WHAT YOU WILL DO
Collect the lines of the entries where "point" shows up.

Records drawn from a dataset
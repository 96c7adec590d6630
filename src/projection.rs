//! Intersection of the recoil ray with the calorimeter plane
//!
//! The ray starts at the reaction vertex and follows the recoil direction;
//! its intersection with the calorimeter plane, expressed in the plane's
//! local coordinates, is the expected hit position against which the
//! measured hit is compared.

use crate::{error::EventError, geometry::DetectorGeometry, numeric::Float};

use nalgebra::Vector3;

/// Expected hit position in the plane-local coordinates (m)
#[derive(Debug, Clone, Copy, PartialEq)]
pub struct ExpectedHit {
    /// Local "x" component, along the dispersive axis
    pub x: Float,

    /// Local "y" component, along the non-dispersive axis
    pub y: Float,
}

/// Intersect the ray `vertex + t·direction` with the calorimeter plane
///
/// Solves `t = (O − vertex)·n / (direction·n)`, then projects the offset of
/// the intersection point from the plane origin onto the in-plane basis.
/// The direction need not be unit length; the intersection point does not
/// depend on its magnitude.
pub fn project(
    geometry: &DetectorGeometry,
    vertex: &Vector3<Float>,
    direction: &Vector3<Float>,
) -> Result<ExpectedHit, EventError> {
    let denominator = direction.dot(&geometry.normal);
    if denominator == 0. {
        return Err(EventError::ParallelRay);
    }
    let t = (geometry.origin - vertex).dot(&geometry.normal) / denominator;
    let intersection = vertex + direction * t;
    let offset = intersection - geometry.origin;
    Ok(ExpectedHit {
        x: offset.dot(&geometry.horizontal),
        y: offset.dot(&geometry.vertical),
    })
}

ANSWER TO THIS TASK
/// the intersection point from the plane origin onto the in-plane basis.
/// The direction need not be unit length; the intersection point does not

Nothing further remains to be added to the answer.